◆ **PROVIDED ENTRIES**:
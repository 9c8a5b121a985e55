use anyhow::{Context, Result};
use clap::{Parser, Subcommand};
use fixloop_core::classifier::{DEFAULT_REVIEWER_ALIASES, DEFAULT_REVIEWER_BOT_PATTERN};
use fixloop_core::{
    dedup_issues, parse_issues, reconcile, validate, Command, CommandParser, CommandValidation,
    Comment, CommitInfo, Issue, ReviewClassifier,
};
use serde::Serialize;
use std::fs;
use std::io::Read;

/// fixloop: inspect review history and mention commands offline
#[derive(Parser, Debug)]
#[command(name = "fixloop")]
#[command(about = "Offline tools for the fixloop review bot", long_about = None)]
struct Cli {
    #[command(subcommand)]
    command: Commands,
}

#[derive(Subcommand, Debug)]
enum Commands {
    /// Reconcile exported PR comments against commits
    History(HistoryArgs),
    /// Extract issues from a review body
    Issues(IssuesArgs),
    /// Parse a comment body as a bot command
    ParseCommand(ParseCommandArgs),
}

#[derive(Parser, Debug)]
struct ReviewerArgs {
    /// Comma-separated reviewer aliases
    #[arg(long, value_delimiter = ',')]
    aliases: Vec<String>,

    /// Pattern matched against bot account handles
    #[arg(long, default_value = DEFAULT_REVIEWER_BOT_PATTERN)]
    bot_pattern: String,
}

impl ReviewerArgs {
    fn classifier(&self) -> Result<ReviewClassifier> {
        let aliases = if self.aliases.is_empty() {
            DEFAULT_REVIEWER_ALIASES
                .iter()
                .map(|a| a.to_string())
                .collect()
        } else {
            self.aliases.clone()
        };
        ReviewClassifier::new(aliases, &self.bot_pattern).context("Invalid --bot-pattern")
    }
}

#[derive(Parser, Debug)]
struct HistoryArgs {
    /// JSON array of comments (use - for stdin)
    #[arg(long)]
    comments: String,

    /// JSON array of commits
    #[arg(long)]
    commits: Option<String>,

    #[command(flatten)]
    reviewer: ReviewerArgs,
}

#[derive(Parser, Debug)]
struct IssuesArgs {
    /// File containing the review body (use - for stdin)
    input: String,
}

#[derive(Parser, Debug)]
struct ParseCommandArgs {
    /// Bot handle, with or without the leading @
    #[arg(long, default_value = "fixloop")]
    bot: String,

    /// Comment body
    body: String,
}

#[derive(Debug, Serialize)]
struct CommandReport {
    mentioned: bool,
    command: Option<Command>,
    validation: Option<CommandValidation>,
}

fn read_input(path: &str) -> Result<String> {
    if path == "-" {
        let mut buffer = String::new();
        std::io::stdin()
            .read_to_string(&mut buffer)
            .context("Failed to read stdin")?;
        return Ok(buffer);
    }
    fs::read_to_string(path).with_context(|| format!("Failed to read {}", path))
}

fn command_report(parser: &CommandParser, body: &str) -> CommandReport {
    if !parser.mentions_bot(body) {
        return CommandReport {
            mentioned: false,
            command: None,
            validation: None,
        };
    }

    let command = parser.parse(body);
    let validation = validate(&command);
    CommandReport {
        mentioned: true,
        command: Some(command),
        validation: Some(validation),
    }
}

fn extract(body: &str) -> Vec<Issue> {
    dedup_issues(parse_issues(body))
}

fn run_history(args: HistoryArgs) -> Result<()> {
    let classifier = args.reviewer.classifier()?;
    let comments: Vec<Comment> = serde_json::from_str(&read_input(&args.comments)?)
        .context("Failed to parse comments JSON")?;
    let commits: Vec<CommitInfo> = match &args.commits {
        Some(path) => {
            serde_json::from_str(&read_input(path)?).context("Failed to parse commits JSON")?
        }
        None => Vec::new(),
    };

    let report = reconcile(&classifier, &comments, &commits);
    println!("{}", serde_json::to_string_pretty(&report)?);
    Ok(())
}

fn run_issues(args: IssuesArgs) -> Result<()> {
    let body = read_input(&args.input)?;
    println!("{}", serde_json::to_string_pretty(&extract(&body))?);
    Ok(())
}

fn run_parse_command(args: ParseCommandArgs) -> Result<()> {
    let parser = CommandParser::new(&args.bot).context("Invalid --bot handle")?;
    let report = command_report(&parser, &args.body);
    println!("{}", serde_json::to_string_pretty(&report)?);
    Ok(())
}

fn main() -> Result<()> {
    let cli = Cli::parse();

    match cli.command {
        Commands::History(args) => run_history(args),
        Commands::Issues(args) => run_issues(args),
        Commands::ParseCommand(args) => run_parse_command(args),
    }
}

#[cfg(test)]
mod tests {
    use super::*;
    use fixloop_core::CommandAction;

    #[test]
    fn test_cli_definition_is_valid() {
        use clap::CommandFactory;
        Cli::command().debug_assert();
    }

    #[test]
    fn test_command_report_for_unmentioned_body() {
        let parser = CommandParser::new("fixloop").unwrap();
        let report = command_report(&parser, "just a regular comment");
        assert!(!report.mentioned);
        assert!(report.command.is_none());
    }

    #[test]
    fn test_command_report_validates() {
        let parser = CommandParser::new("@fixloop").unwrap();
        let report = command_report(&parser, "@fixloop status --force");
        assert!(report.mentioned);
        assert_eq!(
            report.command.as_ref().map(|c| c.action),
            Some(CommandAction::Status)
        );
        assert!(!report.validation.unwrap().valid);
    }

    #[test]
    fn test_reviewer_args_fall_back_to_default_aliases() {
        let args = ReviewerArgs {
            aliases: Vec::new(),
            bot_pattern: DEFAULT_REVIEWER_BOT_PATTERN.to_string(),
        };
        let classifier = args.classifier().unwrap();
        assert_eq!(classifier.aliases().len(), DEFAULT_REVIEWER_ALIASES.len());
    }

    #[test]
    fn test_extract_dedups_issues() {
        let issues = extract("Issue: missing bounds check\nIssue: missing bounds check\n");
        assert_eq!(issues.len(), 1);
    }
}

◆ **TASK**: Repeat, character for character, the lines of the material above from the line with "self.aliases.clone()" through the line with "std::io::stdin()".

◆ **ANSWER TO THE PROBLEM**:
            self.aliases.clone()
        };
        ReviewClassifier::new(aliases, &self.bot_pattern).context("Invalid --bot-pattern")
    }
}

#[derive(Parser, Debug)]
struct HistoryArgs {
    /// JSON array of comments (use - for stdin)
    #[arg(long)]
    comments: String,

    /// JSON array of commits
    #[arg(long)]
    commits: Option<String>,

    #[command(flatten)]
    reviewer: ReviewerArgs,
}

#[derive(Parser, Debug)]
struct IssuesArgs {
    /// File containing the review body (use - for stdin)
    input: String,
}

#[derive(Parser, Debug)]
struct ParseCommandArgs {
    /// Bot handle, with or without the leading @
    #[arg(long, default_value = "fixloop")]
    bot: String,

    /// Comment body
    body: String,
}

#[derive(Debug, Serialize)]
struct CommandReport {
    mentioned: bool,
    command: Option<Command>,
    validation: Option<CommandValidation>,
}

fn read_input(path: &str) -> Result<String> {
    if path == "-" {
        let mut buffer = String::new();
        std::io::stdin()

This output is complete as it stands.